**TASK TO COMPLETE**
Return, word for word, the lines of the listing below from the one with "pub fn decode(data: &[u8], password: Option<&str>)" through the one with "let key = Zeroizing::new(chain.key().to_vec());", and no other lines.

**DATA SHOWN**
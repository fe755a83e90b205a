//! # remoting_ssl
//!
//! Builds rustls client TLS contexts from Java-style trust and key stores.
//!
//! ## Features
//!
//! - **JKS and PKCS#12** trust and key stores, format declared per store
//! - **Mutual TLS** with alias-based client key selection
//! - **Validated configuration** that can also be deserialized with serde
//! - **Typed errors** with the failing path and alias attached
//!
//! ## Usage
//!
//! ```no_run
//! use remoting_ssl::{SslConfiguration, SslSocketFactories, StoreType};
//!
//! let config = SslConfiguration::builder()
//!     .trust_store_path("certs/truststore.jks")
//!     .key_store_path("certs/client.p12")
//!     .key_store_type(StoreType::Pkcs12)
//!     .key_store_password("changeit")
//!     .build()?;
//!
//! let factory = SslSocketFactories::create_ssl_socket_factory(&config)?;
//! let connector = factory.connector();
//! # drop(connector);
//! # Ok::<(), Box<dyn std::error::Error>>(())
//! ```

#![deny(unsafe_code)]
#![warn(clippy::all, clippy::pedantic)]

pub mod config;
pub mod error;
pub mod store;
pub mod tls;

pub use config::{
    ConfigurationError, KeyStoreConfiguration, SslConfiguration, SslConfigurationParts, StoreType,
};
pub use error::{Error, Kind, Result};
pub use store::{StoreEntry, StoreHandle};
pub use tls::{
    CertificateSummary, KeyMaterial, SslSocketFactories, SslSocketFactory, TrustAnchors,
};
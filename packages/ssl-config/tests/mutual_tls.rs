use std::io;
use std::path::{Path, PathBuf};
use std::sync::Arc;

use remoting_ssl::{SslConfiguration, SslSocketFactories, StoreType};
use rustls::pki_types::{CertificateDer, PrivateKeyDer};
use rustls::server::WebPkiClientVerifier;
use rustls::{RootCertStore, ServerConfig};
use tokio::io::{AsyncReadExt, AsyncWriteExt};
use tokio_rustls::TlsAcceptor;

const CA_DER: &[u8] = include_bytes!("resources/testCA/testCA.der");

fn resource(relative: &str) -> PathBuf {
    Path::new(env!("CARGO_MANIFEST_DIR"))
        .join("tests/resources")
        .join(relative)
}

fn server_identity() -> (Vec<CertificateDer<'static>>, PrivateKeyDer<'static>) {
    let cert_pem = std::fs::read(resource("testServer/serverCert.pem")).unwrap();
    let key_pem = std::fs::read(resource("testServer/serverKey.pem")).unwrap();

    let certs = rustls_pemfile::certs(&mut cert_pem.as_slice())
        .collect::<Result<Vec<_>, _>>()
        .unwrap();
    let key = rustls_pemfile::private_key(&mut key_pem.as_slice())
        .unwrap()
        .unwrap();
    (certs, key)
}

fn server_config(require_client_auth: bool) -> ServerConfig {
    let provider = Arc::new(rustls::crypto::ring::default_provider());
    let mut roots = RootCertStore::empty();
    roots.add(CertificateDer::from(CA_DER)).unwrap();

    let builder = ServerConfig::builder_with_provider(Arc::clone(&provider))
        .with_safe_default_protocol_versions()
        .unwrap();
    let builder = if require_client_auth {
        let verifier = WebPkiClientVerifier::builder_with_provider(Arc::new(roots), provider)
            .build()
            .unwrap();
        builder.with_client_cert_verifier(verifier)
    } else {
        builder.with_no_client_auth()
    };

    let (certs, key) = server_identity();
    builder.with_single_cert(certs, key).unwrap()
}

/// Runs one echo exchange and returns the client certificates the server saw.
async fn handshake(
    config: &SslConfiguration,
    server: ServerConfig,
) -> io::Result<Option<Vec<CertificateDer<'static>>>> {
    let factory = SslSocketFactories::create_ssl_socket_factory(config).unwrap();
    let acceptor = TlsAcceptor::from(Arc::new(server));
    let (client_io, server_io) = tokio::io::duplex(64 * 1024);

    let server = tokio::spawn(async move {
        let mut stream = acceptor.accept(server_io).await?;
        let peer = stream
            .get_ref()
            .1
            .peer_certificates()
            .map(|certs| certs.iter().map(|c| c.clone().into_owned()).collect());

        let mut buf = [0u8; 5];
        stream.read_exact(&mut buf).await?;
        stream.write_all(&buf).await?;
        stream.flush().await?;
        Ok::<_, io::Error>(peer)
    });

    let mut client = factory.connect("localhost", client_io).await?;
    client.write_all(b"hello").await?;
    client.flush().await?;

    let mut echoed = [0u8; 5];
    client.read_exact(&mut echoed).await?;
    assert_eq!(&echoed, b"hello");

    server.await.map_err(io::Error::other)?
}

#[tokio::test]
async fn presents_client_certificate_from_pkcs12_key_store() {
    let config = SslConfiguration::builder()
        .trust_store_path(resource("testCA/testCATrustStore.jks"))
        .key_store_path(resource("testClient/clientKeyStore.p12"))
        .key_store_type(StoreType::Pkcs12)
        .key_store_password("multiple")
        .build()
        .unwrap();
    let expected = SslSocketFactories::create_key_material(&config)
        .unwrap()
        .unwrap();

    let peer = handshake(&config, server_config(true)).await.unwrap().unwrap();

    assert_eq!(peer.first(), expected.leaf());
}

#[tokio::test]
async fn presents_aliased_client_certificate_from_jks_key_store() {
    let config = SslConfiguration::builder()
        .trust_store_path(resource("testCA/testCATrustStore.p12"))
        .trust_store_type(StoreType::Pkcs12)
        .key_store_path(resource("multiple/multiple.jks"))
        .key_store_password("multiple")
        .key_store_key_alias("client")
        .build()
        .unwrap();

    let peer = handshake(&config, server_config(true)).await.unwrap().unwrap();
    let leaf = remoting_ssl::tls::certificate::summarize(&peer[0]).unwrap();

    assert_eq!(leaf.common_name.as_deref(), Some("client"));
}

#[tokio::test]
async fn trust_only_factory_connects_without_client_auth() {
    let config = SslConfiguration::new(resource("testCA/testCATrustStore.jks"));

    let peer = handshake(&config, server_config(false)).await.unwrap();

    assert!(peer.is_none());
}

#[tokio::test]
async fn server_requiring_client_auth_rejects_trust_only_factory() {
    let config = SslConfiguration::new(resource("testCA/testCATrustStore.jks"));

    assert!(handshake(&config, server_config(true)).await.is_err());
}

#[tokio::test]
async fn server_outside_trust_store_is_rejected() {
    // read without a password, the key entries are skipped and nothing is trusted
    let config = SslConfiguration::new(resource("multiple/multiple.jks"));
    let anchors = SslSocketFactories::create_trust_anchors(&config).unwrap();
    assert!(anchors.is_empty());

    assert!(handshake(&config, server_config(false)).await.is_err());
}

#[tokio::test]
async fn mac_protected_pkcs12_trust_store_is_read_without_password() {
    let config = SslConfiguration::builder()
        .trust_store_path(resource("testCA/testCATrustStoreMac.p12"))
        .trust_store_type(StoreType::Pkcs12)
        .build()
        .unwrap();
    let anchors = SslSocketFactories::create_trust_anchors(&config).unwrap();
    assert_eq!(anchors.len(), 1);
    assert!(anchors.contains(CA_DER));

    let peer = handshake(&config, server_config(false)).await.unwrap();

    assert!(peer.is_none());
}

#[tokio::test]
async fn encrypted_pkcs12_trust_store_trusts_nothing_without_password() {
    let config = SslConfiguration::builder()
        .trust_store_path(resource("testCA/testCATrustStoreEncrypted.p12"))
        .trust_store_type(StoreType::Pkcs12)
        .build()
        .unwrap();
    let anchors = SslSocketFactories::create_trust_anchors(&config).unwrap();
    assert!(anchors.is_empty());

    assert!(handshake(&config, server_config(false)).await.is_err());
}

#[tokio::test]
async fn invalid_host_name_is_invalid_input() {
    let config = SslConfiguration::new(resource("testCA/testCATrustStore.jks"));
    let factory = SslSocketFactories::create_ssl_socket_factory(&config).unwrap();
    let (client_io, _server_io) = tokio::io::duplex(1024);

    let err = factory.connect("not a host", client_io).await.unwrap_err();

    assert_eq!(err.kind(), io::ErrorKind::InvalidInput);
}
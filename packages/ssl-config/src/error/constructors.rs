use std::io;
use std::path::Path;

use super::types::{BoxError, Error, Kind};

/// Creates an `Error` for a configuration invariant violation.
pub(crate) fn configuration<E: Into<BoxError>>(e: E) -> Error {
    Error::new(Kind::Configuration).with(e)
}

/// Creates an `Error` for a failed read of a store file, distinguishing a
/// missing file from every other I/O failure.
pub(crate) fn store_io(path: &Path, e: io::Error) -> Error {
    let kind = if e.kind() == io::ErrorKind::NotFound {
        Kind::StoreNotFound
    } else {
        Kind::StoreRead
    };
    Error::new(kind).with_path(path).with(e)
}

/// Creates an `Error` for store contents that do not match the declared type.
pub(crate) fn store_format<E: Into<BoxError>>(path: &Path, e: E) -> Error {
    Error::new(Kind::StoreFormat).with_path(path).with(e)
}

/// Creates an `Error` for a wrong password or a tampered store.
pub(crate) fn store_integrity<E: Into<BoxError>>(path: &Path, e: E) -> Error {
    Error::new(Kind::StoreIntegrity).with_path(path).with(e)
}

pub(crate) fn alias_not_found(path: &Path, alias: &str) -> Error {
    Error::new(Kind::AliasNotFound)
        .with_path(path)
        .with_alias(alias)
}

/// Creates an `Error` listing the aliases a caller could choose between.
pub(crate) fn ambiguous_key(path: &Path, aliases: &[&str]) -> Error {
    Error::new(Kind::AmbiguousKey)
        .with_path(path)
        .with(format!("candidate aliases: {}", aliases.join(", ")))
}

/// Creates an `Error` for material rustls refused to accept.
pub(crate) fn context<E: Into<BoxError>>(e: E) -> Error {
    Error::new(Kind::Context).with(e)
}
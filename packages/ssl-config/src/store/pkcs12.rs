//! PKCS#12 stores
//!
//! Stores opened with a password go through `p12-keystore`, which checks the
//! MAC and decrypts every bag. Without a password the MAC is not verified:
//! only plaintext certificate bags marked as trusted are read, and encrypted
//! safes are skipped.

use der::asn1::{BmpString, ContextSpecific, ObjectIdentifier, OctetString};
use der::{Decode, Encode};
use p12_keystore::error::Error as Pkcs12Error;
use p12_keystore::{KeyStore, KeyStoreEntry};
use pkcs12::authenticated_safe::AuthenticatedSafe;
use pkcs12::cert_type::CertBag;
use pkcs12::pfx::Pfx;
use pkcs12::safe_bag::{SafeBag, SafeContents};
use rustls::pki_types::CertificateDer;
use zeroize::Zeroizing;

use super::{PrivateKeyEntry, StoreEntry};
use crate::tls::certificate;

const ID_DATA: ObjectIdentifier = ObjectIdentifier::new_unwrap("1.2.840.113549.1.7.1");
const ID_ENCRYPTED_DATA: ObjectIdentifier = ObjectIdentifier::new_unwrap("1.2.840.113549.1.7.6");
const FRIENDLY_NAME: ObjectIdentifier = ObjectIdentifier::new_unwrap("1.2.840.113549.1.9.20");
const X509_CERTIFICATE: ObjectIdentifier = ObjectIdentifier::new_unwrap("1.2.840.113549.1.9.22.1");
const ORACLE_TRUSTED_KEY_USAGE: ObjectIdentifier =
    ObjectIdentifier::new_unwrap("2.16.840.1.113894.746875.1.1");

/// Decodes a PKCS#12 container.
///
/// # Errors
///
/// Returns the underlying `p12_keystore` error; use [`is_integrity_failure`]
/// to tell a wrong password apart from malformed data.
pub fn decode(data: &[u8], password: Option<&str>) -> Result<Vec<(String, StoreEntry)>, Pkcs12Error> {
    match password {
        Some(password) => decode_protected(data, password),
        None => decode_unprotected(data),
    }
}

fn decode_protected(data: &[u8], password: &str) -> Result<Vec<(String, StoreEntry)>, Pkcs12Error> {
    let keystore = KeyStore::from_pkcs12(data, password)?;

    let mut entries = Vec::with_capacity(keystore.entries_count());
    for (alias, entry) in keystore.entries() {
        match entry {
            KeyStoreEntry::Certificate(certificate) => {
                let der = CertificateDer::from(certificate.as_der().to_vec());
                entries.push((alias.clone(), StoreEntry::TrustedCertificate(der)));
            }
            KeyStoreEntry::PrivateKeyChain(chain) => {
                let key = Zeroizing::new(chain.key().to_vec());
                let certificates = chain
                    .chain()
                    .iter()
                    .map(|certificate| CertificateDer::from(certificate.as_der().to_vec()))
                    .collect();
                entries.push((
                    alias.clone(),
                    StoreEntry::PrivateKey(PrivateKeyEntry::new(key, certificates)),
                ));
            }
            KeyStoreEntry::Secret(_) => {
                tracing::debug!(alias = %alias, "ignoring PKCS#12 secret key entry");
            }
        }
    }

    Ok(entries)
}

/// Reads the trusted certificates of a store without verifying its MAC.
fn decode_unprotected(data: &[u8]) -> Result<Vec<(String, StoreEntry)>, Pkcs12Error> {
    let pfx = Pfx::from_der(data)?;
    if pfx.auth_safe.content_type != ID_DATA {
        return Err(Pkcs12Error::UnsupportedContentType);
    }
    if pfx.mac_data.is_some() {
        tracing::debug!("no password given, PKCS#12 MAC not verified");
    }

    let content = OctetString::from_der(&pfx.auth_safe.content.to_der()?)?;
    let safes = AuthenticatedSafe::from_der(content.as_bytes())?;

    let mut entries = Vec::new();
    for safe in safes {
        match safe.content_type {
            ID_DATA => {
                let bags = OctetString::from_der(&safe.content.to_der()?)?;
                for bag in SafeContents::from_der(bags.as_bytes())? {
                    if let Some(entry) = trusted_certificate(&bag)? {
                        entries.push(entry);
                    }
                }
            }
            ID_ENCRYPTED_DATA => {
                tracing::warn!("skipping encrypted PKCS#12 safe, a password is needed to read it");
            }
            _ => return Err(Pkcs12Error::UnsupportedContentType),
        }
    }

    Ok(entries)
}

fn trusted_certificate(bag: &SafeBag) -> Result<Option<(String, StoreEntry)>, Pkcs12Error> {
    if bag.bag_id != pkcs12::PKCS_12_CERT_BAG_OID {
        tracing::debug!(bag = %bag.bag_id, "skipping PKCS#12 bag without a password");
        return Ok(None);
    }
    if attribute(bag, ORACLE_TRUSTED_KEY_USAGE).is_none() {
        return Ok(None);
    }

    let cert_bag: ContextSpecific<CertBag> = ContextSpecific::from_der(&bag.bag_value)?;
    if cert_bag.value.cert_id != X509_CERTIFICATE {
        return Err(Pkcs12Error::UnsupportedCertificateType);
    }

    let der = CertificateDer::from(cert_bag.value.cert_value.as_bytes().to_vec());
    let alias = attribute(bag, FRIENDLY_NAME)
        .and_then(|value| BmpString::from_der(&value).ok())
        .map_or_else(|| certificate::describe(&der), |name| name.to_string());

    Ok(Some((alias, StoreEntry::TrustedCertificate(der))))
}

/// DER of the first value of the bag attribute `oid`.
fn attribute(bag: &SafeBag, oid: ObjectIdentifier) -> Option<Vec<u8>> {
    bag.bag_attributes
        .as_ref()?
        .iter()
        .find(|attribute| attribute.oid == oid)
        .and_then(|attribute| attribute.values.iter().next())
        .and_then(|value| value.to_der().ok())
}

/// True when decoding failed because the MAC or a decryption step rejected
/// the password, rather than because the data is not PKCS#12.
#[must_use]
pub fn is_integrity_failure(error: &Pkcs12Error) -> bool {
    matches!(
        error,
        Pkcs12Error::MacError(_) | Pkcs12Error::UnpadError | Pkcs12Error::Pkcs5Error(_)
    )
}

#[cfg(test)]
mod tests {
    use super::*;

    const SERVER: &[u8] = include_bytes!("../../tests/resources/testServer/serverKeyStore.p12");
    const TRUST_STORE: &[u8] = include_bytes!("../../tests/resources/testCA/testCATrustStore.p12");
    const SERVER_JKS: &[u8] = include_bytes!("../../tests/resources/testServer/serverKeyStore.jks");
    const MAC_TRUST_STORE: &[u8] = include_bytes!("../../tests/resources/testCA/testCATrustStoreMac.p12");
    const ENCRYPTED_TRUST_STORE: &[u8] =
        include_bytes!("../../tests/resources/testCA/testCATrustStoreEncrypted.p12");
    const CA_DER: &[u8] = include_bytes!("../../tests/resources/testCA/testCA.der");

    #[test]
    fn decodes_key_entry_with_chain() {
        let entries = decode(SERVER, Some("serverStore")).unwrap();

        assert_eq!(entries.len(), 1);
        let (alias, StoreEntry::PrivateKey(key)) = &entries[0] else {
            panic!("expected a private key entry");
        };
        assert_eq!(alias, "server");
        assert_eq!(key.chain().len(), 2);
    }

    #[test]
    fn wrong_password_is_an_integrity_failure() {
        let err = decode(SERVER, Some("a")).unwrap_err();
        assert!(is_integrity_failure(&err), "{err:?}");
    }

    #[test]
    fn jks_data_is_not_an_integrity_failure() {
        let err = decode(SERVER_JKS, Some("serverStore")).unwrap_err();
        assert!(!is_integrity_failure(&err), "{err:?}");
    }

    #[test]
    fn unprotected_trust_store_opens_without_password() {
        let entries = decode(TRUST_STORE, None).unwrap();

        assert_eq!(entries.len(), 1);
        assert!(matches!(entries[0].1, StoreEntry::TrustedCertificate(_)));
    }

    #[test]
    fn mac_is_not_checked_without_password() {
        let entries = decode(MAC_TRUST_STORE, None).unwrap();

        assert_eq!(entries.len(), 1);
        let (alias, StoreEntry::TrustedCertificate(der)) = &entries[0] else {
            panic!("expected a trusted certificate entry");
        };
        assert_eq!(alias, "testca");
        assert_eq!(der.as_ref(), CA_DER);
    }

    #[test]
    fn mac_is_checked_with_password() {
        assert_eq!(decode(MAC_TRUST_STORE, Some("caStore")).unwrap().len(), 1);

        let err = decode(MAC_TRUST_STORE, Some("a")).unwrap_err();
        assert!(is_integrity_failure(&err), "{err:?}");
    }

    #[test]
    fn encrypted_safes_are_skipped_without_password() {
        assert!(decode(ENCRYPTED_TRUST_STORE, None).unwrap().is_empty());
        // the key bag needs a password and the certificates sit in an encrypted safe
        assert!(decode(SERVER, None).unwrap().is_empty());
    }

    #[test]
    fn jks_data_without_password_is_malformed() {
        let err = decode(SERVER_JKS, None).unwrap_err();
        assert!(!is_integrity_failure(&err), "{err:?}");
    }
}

**RESPONSE AREA**
pub fn decode(data: &[u8], password: Option<&str>) -> Result<Vec<(String, StoreEntry)>, Pkcs12Error> {
    match password {
        Some(password) => decode_protected(data, password),
        None => decode_unprotected(data),
    }
}

fn decode_protected(data: &[u8], password: &str) -> Result<Vec<(String, StoreEntry)>, Pkcs12Error> {
    let keystore = KeyStore::from_pkcs12(data, password)?;

    let mut entries = Vec::with_capacity(keystore.entries_count());
    for (alias, entry) in keystore.entries() {
        match entry {
            KeyStoreEntry::Certificate(certificate) => {
                let der = CertificateDer::from(certificate.as_der().to_vec());
                entries.push((alias.clone(), StoreEntry::TrustedCertificate(der)));
            }
            KeyStoreEntry::PrivateKeyChain(chain) => {
                let key = Zeroizing::new(chain.key().to_vec());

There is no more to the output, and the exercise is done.